Deep pyoderma is a bacterial infection that occurs in the dermis and sometimes extends into the subcutaneous tissue. Skin lesions indicative of deep pyoderma include erosions, ulcers, hemorrhagic crusts, purple papules, and nodules.2 Ninety-four percent of dogs with acral lick dermatitis have secondary deep pyoderma.3

  • Systemic antibacterial therapy is always indicated for deep pyoderma. The choice of antibiotic should ideally be based on bacterial culture and antimicrobial susceptibility testing. If bacterial culture cannot be performed and resistant infection is not suspected, first-choice antibiotics (amoxicillin/clavulanate, 12.5 mg/kg PO every 12 hours; cephalexin, 25 mg/kg PO every 12 hours; clindamycin, 11 mg/kg PO every 12 hours) can be administered empirically.2

  • Adjunctive topical antimicrobial therapy is recommended if a patient is considered pain free. Mupirocin 2% ointment/cream can be an option. Dimethyl sulfoxide (DMSO) gel can be administered immediately prior to mupirocin application to increase antibiotic penetration into the lesion. Owners should be instructed to wear gloves when administering topical medications and to immediately wash their hands.

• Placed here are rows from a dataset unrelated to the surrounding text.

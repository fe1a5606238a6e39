//! hickory-resolver backed lookups.
//!
//! Address and reverse lookups use the resolver's dedicated calls; every other
//! record type goes through the generic `lookup` and picks the matching
//! `RData` variants out of the answer.

use std::net::IpAddr;

use async_trait::async_trait;
use hickory_resolver::error::{ResolveError, ResolveErrorKind};
use hickory_resolver::lookup::Lookup;
use hickory_resolver::proto::op::ResponseCode;
use hickory_resolver::proto::rr::{Name, RData, RecordType};
use hickory_resolver::TokioAsyncResolver;

use crate::config::UNRECOGNIZED_ADDRESS;
use crate::dns::{LookupBackend, Record};
use crate::error_handling::LookupError;
use crate::query::Query;

/// [`LookupBackend`] over a hickory `TokioAsyncResolver`.
pub struct HickoryBackend {
    resolver: TokioAsyncResolver,
}

impl HickoryBackend {
    /// Wraps a configured resolver, see [`init_resolver`](crate::initialization::init_resolver).
    pub fn new(resolver: TokioAsyncResolver) -> Self {
        Self { resolver }
    }

    async fn lookup(&self, name: &str, record_type: RecordType) -> Result<Lookup, LookupError> {
        self.resolver
            .lookup(name, record_type)
            .await
            .map_err(|e| map_resolve_error(name, &e))
    }

    async fn lookup_a(&self, host: &str) -> Result<Vec<Record>, LookupError> {
        let response = self
            .resolver
            .lookup_ip(host)
            .await
            .map_err(|e| map_resolve_error(host, &e))?;
        Ok(response.iter().map(Record::A).collect())
    }

    async fn lookup_cname(&self, host: &str) -> Result<Vec<Record>, LookupError> {
        // Address queries make the resolver follow the whole alias chain
        for record_type in [RecordType::A, RecordType::AAAA] {
            match self.resolver.lookup(host, record_type).await {
                Ok(lookup) => {
                    return Ok(vec![Record::Cname(canonical_name(&lookup).to_utf8())]);
                }
                Err(e) if is_no_data(&e) => continue,
                Err(e) => return Err(map_resolve_error(host, &e)),
            }
        }
        // The name exists but has no addresses: it is its own canonical name
        Ok(vec![Record::Cname(fqdn(host))])
    }

    async fn lookup_mx(&self, domain: &str) -> Result<Vec<Record>, LookupError> {
        let lookup = self.lookup(domain, RecordType::MX).await?;
        Ok(lookup
            .iter()
            .filter_map(|rdata| match rdata {
                RData::MX(mx) => Some(Record::Mx {
                    exchange: mx.exchange().to_utf8(),
                    preference: mx.preference(),
                }),
                _ => None,
            })
            .collect())
    }

    async fn lookup_ns(&self, domain: &str) -> Result<Vec<Record>, LookupError> {
        let lookup = self.lookup(domain, RecordType::NS).await?;
        Ok(lookup
            .iter()
            .filter_map(|rdata| match rdata {
                RData::NS(ns) => Some(Record::Ns(ns.to_utf8())),
                _ => None,
            })
            .collect())
    }

    async fn lookup_ptr(&self, addr: &str) -> Result<Vec<Record>, LookupError> {
        let ip: IpAddr = addr
            .parse()
            .map_err(|_| LookupError::resolution_failed(addr, UNRECOGNIZED_ADDRESS))?;
        let response = self
            .resolver
            .reverse_lookup(ip)
            .await
            .map_err(|e| map_resolve_error(addr, &e))?;
        Ok(response
            .iter()
            .map(|name| Record::Ptr(name.to_utf8()))
            .collect())
    }

    async fn lookup_srv(
        &self,
        service: &str,
        protocol: &str,
        domain: &str,
    ) -> Result<Vec<Record>, LookupError> {
        let name = format!("_{service}._{protocol}.{domain}");
        let lookup = self.lookup(&name, RecordType::SRV).await?;
        let responder = lookup.query().name().to_utf8();
        Ok(lookup
            .iter()
            .filter_map(|rdata| match rdata {
                RData::SRV(srv) => Some(Record::Srv {
                    target: srv.target().to_utf8(),
                    port: srv.port(),
                    priority: srv.priority(),
                    weight: srv.weight(),
                    responder: responder.clone(),
                }),
                _ => None,
            })
            .collect())
    }

    async fn lookup_txt(&self, domain: &str) -> Result<Vec<Record>, LookupError> {
        let lookup = self.lookup(domain, RecordType::TXT).await?;
        Ok(lookup
            .iter()
            .filter_map(|rdata| match rdata {
                // TXT records can contain multiple strings - join them
                RData::TXT(txt) => Some(Record::Txt(
                    txt.iter()
                        .map(|bytes| String::from_utf8_lossy(bytes).to_string())
                        .collect::<Vec<String>>()
                        .join(""),
                )),
                _ => None,
            })
            .collect())
    }
}

#[async_trait]
impl LookupBackend for HickoryBackend {
    async fn resolve(&self, query: &Query) -> Result<Vec<Record>, LookupError> {
        log::debug!("Resolving {} record for {}", query.kind(), query.target());
        match query {
            Query::A(host) => self.lookup_a(host).await,
            Query::Cname(host) => self.lookup_cname(host).await,
            Query::Mx(domain) => self.lookup_mx(domain).await,
            Query::Ns(domain) => self.lookup_ns(domain).await,
            Query::Ptr(addr) => self.lookup_ptr(addr).await,
            Query::Srv {
                domain,
                protocol: Some(protocol),
                service: Some(service),
            } => self.lookup_srv(service, protocol, domain).await,
            Query::Srv { .. } => Err(LookupError::MissingArgument),
            Query::Txt(domain) => self.lookup_txt(domain).await,
        }
    }
}

/// Maps a hickory error onto the lookup error kinds.
///
/// NXDOMAIN and empty answers read "no such host"; the resolver's own timeout
/// is the same failure as the lookup deadline.
pub(crate) fn map_resolve_error(target: &str, error: &ResolveError) -> LookupError {
    match error.kind() {
        ResolveErrorKind::NoRecordsFound { response_code, .. }
            if matches!(*response_code, ResponseCode::NXDomain | ResponseCode::NoError) =>
        {
            LookupError::no_such_host(target)
        }
        ResolveErrorKind::Timeout => LookupError::Timeout,
        _ => LookupError::resolution_failed(target, error.to_string()),
    }
}

/// Follows the CNAME records in `lookup` from the queried name to the end of the chain.
///
/// A name that is not an alias is its own canonical name.
fn canonical_name(lookup: &Lookup) -> Name {
    let records = lookup.records();
    let mut canonical = lookup.query().name().clone();
    // At most one hop per record, so a looping chain terminates
    for _ in 0..records.len() {
        let next = records.iter().find_map(|record| match record.data() {
            Some(RData::CNAME(cname)) if record.name() == &canonical => Some(cname.0.clone()),
            _ => None,
        });
        match next {
            Some(name) => canonical = name,
            None => break,
        }
    }
    canonical
}

/// True when the name exists but holds no record of the queried type.
fn is_no_data(error: &ResolveError) -> bool {
    matches!(
        error.kind(),
        ResolveErrorKind::NoRecordsFound {
            response_code: ResponseCode::NoError,
            ..
        }
    )
}

/// `host` with a trailing dot, the form resolvers print names in.
pub(crate) fn fqdn(host: &str) -> String {
    if host.ends_with('.') {
        host.to_string()
    } else {
        format!("{host}.")
    }
}
// Shared test helpers: a resolver backend with canned answers.
//
// The backend records every query it is asked, so tests can assert that no
// resolver call happened.

use std::sync::Mutex;
use std::time::Duration;

use async_trait::async_trait;
use lookup::{LookupBackend, LookupError, Query, Record};

/// Backend that returns a fixed answer, optionally after a delay.
pub struct FakeBackend {
    answer: Result<Vec<Record>, LookupError>,
    delay: Option<Duration>,
    calls: Mutex<Vec<Query>>,
}

impl FakeBackend {
    /// Answers every query with `records`.
    pub fn with_records(records: Vec<Record>) -> Self {
        Self {
            answer: Ok(records),
            delay: None,
            calls: Mutex::new(Vec::new()),
        }
    }

    /// Fails every query with `error`.
    #[allow(dead_code)] // Used by other test files
    pub fn failing(error: LookupError) -> Self {
        Self {
            answer: Err(error),
            delay: None,
            calls: Mutex::new(Vec::new()),
        }
    }

    /// Sleeps for `delay` before answering.
    #[allow(dead_code)] // Used by other test files
    pub fn slow(delay: Duration) -> Self {
        Self {
            answer: Ok(Vec::new()),
            delay: Some(delay),
            calls: Mutex::new(Vec::new()),
        }
    }

    /// Queries received so far.
    pub fn calls(&self) -> Vec<Query> {
        self.calls.lock().expect("calls lock poisoned").clone()
    }
}

#[async_trait]
impl LookupBackend for FakeBackend {
    async fn resolve(&self, query: &Query) -> Result<Vec<Record>, LookupError> {
        self.calls
            .lock()
            .expect("calls lock poisoned")
            .push(query.clone());
        if let Some(delay) = self.delay {
            tokio::time::sleep(delay).await;
        }
        self.answer.clone()
    }
}

/// Output written by a test run, as text.
#[allow(dead_code)] // Used by other test files
pub fn output_text(out: Vec<u8>) -> String {
    String::from_utf8(out).expect("output is utf-8")
}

  • An initial, 3-week course of systemic antibiotics should be prescribed and the patient rechecked with cytologic re-evaluation before the end of the 3-week course. If the bacterial infection is improving but not resolved on cytology, treatment should be continued with re-evaluation every 2 weeks.2

Additional Considerations

Physical restraint (eg, an Elizabethan collar) can be used temporarily. After the first few days of treatment, physical restraint should be removed for short periods with supervision. The restraint should only be removed without supervision after the patient has stopped licking.

Environmental factors (eg, excessive confinement, lack of exercise) that can be improved should be addressed. Selective serotonin reuptake inhibitors can be considered in conjunction with allergy treatment if behavioral conditions are potential or known components.